Private dental college in Washington, D.C.

Howard University College of Dentistry is a school of dentistry located in the United States city of Washington, D.C. It is the only dental school in Washington, D.C..

== History ==
Howard University College of Dentistry is a part of Howard University. The school was established in 1881 as the fifth oldest dental school in United States.

The first African-American dean and longest-serving dean (1931–1966) was Russel A. Dixon.
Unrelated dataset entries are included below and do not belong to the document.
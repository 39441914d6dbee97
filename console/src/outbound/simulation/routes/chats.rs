//! `/api/chats/conversations` and its `messages`, `mark-read` and `typing`
//! sub-routes.

use serde_json::{Value, json};

use super::{
    ADMIN_ID, ADMIN_NAME, CONVERSATION_COUNT, MESSAGES_PER_CONVERSATION, item_number, not_found,
};
use crate::domain::{ApiEnvelope, HttpMethod};
use crate::outbound::simulation::router::{MockRouteError, RouteContext, RouteResult, scaled};

fn participant(n: u64) -> Value {
    if n % 2 == 0 {
        json!({"id": format!("customer-{n}"), "name": format!("보호자 {n}"), "role": "customer"})
    } else {
        json!({"id": format!("partner-{n}"), "name": format!("파트너 {n}"), "role": "partner"})
    }
}

fn admin() -> Value {
    json!({"id": ADMIN_ID, "name": ADMIN_NAME, "role": "admin"})
}

fn unread(n: u64) -> u64 {
    n % 3
}

fn conversation(ctx: &RouteContext<'_>, n: u64) -> Result<Value, MockRouteError> {
    Ok(json!({
        "id": format!("conv-{n}"),
        "participant": participant(n),
        "lastMessage": format!("메시지 {MESSAGES_PER_CONVERSATION}"),
        "lastMessageAt": ctx.minutes_ago(scaled(n, 15)?)?,
        "unreadCount": unread(n)
    }))
}

fn message(
    ctx: &RouteContext<'_>,
    conversation_id: &str,
    owner: u64,
    n: u64,
) -> Result<Value, MockRouteError> {
    let sender = if n % 2 == 0 { admin() } else { participant(owner) };
    let age = MESSAGES_PER_CONVERSATION.saturating_sub(n);
    Ok(json!({
        "id": format!("msg-{conversation_id}-{n}"),
        "conversationId": conversation_id,
        "content": format!("메시지 {n}"),
        "sender": sender,
        "createdAt": ctx.minutes_ago(scaled(age, 1)?)?,
        "read": age >= unread(owner)
    }))
}

pub(crate) fn conversations(ctx: &RouteContext<'_>) -> RouteResult {
    let segments = ctx.segments();
    let envelope = match (ctx.method, segments.as_slice()) {
        (HttpMethod::Get, []) => ctx.paginated(CONVERSATION_COUNT, |n| conversation(ctx, n))?,
        (HttpMethod::Get, [id]) => match item_number(id, CONVERSATION_COUNT) {
            Some(n) => ApiEnvelope::ok(conversation(ctx, n)?),
            None => not_found("conversation", id),
        },
        (HttpMethod::Get, [id, "messages"]) => match item_number(id, CONVERSATION_COUNT) {
            Some(owner) => {
                ctx.paginated(MESSAGES_PER_CONVERSATION, |n| message(ctx, id, owner, n))?
            }
            None => not_found("conversation", id),
        },
        (HttpMethod::Post, [id, "messages"]) => send_message(ctx, id)?,
        (HttpMethod::Post | HttpMethod::Patch | HttpMethod::Put, [id, "mark-read"]) => {
            match item_number(id, CONVERSATION_COUNT) {
                Some(n) => ApiEnvelope::ok(json!({
                    "conversationId": id,
                    "marked": unread(n),
                    "readAt": ctx.now_stamp()
                })),
                None => not_found("conversation", id),
            }
        }
        (HttpMethod::Post, [id, "typing"]) => {
            let typing = match ctx.body_object()?.get("isTyping") {
                None => true,
                Some(Value::Bool(flag)) => *flag,
                Some(_) => return Err(MockRouteError::invalid_body("isTyping must be a boolean")),
            };
            ApiEnvelope::ok(json!({"conversationId": id, "isTyping": typing}))
        }
        _ => ApiEnvelope::empty_success(),
    };
    Ok(envelope)
}

fn send_message(ctx: &RouteContext<'_>, conversation_id: &str) -> RouteResult {
    let content = ctx.required_str("content")?;
    Ok(ApiEnvelope::ok(json!({
        "id": format!("msg-{conversation_id}-{}", MESSAGES_PER_CONVERSATION + 1),
        "conversationId": conversation_id,
        "content": content,
        "sender": admin(),
        "createdAt": ctx.now_stamp(),
        "read": false
    })))
}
He was committed to racial integration and gender equality in dental education.

By 1960, more than half of the US's 1,681 African American dentists were graduates of the Howard University College of Dentistry.

On July 1, 1975, Jeanne Sinkford became the first female dean of any American dental school when she was appointed the dean of Howard University College of Dentistry.

== Academics ==
Howard University College of Dentistry awards following degrees:
- Doctor of Dental Surgery
- Certificate in Oral and Maxillofacial Surgery
- Certificate in Orthodontics
- Certificate in Pediatric Dentistry
- Certificate in Advanced Education Program in General Dentistry
- Certificate in General Practice Residency

== Departments ==
Howard University College of Dentistry includes the following departments:
- Department of Restorative Services
- Department of Preventive Services
- Department of Dental Hygiene
- Department of Diagnostic Services
- Department of Endodontics
- Department of Oral and Maxillofacial Surgery
- Department of Pediatric Dentistry
- Department of Orthodontics

== Accreditation ==
Howard University College of Dentistry is currently accredited by American Dental Association.